Prompt → Gather all lines in the records below that include the word "handlers".

Task input →
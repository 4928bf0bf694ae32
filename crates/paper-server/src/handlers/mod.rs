pub mod history;
pub mod tasks;
pub mod title;

use actix_web::{HttpRequest, HttpResponse};

use crate::state::AppState;

/// Bearer-token authorization plus work-ownership check shared by the HTTP
/// handlers. The WebSocket path does its own in-band handshake.
pub(crate) fn authorize(
    req: &HttpRequest,
    state: &AppState,
    work_id: &str,
) -> Result<i64, HttpResponse> {
    let token = req
        .headers()
        .get("Authorization")
        .and_then(|value| value.to_str().ok())
        .and_then(|value| value.strip_prefix("Bearer "))
        .unwrap_or("");

    let Some(user_id) = state.auth.verify(token) else {
        return Err(HttpResponse::Unauthorized().json(serde_json::json!({
            "detail": "无效的认证token"
        })));
    };

    match state.works.get(work_id) {
        Some(work) if work.created_by == user_id => Ok(user_id),
        _ => Err(HttpResponse::Forbidden().json(serde_json::json!({
            "detail": "无权限访问"
        }))),
    }
}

Reply →
filename crates/paper-server/src/handlers/mod.rs
/// handlers. The WebSocket path does its own in-band handshake.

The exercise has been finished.